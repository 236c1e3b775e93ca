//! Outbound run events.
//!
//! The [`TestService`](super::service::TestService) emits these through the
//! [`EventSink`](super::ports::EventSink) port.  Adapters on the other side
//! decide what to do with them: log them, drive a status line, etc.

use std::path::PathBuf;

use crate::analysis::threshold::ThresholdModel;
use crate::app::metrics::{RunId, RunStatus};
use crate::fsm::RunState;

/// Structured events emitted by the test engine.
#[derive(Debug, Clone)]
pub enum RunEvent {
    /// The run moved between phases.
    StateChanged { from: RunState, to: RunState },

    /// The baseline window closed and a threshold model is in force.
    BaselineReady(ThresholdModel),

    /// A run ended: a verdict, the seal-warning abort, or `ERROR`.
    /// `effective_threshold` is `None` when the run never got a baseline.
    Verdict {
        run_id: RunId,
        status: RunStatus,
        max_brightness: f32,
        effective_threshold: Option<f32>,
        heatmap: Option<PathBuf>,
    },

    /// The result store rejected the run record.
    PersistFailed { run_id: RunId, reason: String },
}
---
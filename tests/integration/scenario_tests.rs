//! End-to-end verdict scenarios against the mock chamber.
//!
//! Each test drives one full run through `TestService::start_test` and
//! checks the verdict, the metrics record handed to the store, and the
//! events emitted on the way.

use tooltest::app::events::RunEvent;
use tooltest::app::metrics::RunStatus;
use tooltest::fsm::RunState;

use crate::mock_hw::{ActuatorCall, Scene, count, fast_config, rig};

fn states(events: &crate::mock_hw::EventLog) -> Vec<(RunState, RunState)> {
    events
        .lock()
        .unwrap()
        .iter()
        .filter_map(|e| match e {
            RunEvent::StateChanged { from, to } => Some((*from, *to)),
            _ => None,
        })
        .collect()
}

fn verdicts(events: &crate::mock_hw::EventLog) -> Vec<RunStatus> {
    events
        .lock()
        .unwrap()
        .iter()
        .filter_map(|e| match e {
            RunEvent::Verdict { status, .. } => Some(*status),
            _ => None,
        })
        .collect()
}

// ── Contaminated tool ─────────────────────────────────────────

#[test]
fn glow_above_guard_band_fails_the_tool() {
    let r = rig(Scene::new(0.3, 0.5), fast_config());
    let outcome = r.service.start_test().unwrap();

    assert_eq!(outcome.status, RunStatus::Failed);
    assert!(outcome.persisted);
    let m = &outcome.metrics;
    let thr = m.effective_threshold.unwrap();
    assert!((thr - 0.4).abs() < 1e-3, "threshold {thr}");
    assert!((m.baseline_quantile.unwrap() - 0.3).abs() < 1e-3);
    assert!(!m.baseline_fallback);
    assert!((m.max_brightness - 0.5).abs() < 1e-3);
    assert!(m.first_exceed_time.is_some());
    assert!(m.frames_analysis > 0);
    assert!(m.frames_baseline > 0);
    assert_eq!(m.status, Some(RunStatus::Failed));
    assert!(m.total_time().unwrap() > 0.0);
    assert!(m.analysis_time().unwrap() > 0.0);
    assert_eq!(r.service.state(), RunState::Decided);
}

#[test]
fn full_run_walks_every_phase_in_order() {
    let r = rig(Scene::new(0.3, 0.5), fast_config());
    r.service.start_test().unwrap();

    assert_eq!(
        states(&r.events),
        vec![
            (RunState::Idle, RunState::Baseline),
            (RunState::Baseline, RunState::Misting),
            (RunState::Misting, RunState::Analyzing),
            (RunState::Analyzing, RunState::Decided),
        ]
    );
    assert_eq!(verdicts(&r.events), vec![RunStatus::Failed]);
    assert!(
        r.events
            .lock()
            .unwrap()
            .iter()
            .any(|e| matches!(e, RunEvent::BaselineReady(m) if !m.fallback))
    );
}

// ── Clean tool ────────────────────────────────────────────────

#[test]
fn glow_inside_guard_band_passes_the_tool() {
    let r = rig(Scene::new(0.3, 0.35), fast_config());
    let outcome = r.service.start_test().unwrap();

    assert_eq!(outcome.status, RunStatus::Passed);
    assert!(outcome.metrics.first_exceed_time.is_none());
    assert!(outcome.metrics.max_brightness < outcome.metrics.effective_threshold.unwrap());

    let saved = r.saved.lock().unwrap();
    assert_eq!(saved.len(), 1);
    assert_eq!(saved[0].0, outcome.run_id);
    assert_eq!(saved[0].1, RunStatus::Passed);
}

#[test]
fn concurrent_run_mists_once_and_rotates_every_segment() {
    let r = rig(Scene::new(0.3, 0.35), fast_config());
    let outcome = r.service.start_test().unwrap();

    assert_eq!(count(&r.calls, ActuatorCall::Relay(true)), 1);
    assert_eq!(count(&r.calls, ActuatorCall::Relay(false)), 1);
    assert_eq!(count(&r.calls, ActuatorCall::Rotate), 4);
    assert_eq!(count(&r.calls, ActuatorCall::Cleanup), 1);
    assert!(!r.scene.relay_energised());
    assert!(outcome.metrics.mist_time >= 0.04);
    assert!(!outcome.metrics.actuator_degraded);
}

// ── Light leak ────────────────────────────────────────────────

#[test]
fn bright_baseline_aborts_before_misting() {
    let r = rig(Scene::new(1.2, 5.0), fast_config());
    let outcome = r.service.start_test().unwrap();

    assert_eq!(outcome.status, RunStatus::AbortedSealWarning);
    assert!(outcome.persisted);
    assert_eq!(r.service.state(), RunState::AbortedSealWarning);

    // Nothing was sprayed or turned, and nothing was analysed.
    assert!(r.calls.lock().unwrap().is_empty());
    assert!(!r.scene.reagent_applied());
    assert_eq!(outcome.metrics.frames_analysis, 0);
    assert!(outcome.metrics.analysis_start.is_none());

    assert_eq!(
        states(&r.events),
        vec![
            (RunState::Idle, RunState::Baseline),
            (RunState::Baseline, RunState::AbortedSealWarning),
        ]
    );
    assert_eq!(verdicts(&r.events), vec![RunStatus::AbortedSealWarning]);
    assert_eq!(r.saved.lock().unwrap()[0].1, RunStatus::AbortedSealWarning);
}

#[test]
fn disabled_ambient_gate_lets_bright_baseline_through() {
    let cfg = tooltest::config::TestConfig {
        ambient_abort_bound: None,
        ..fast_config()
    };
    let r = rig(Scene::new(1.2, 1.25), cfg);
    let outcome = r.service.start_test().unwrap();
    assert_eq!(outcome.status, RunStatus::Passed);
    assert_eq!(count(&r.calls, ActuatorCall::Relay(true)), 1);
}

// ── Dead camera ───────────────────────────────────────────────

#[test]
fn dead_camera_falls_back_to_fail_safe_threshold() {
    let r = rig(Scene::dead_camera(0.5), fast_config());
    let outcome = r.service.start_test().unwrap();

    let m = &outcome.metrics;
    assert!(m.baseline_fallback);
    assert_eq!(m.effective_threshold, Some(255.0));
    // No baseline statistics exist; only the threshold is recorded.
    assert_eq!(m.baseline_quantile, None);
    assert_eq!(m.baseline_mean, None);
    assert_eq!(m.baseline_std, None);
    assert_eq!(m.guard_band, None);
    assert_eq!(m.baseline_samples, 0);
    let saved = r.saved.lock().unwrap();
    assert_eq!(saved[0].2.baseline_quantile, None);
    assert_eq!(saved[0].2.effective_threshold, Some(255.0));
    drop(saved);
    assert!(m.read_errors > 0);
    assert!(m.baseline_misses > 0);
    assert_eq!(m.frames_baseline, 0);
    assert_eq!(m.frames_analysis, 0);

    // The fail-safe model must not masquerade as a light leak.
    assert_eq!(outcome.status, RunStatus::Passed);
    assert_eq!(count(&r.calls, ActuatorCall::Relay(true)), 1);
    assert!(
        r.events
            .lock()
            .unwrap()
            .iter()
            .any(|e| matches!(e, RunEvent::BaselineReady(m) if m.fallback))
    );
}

> _WORK ITEM_:
Working from the material above, state how many lines contain "emitted"; give only the number.

> _YOUR SOLUTION_:
2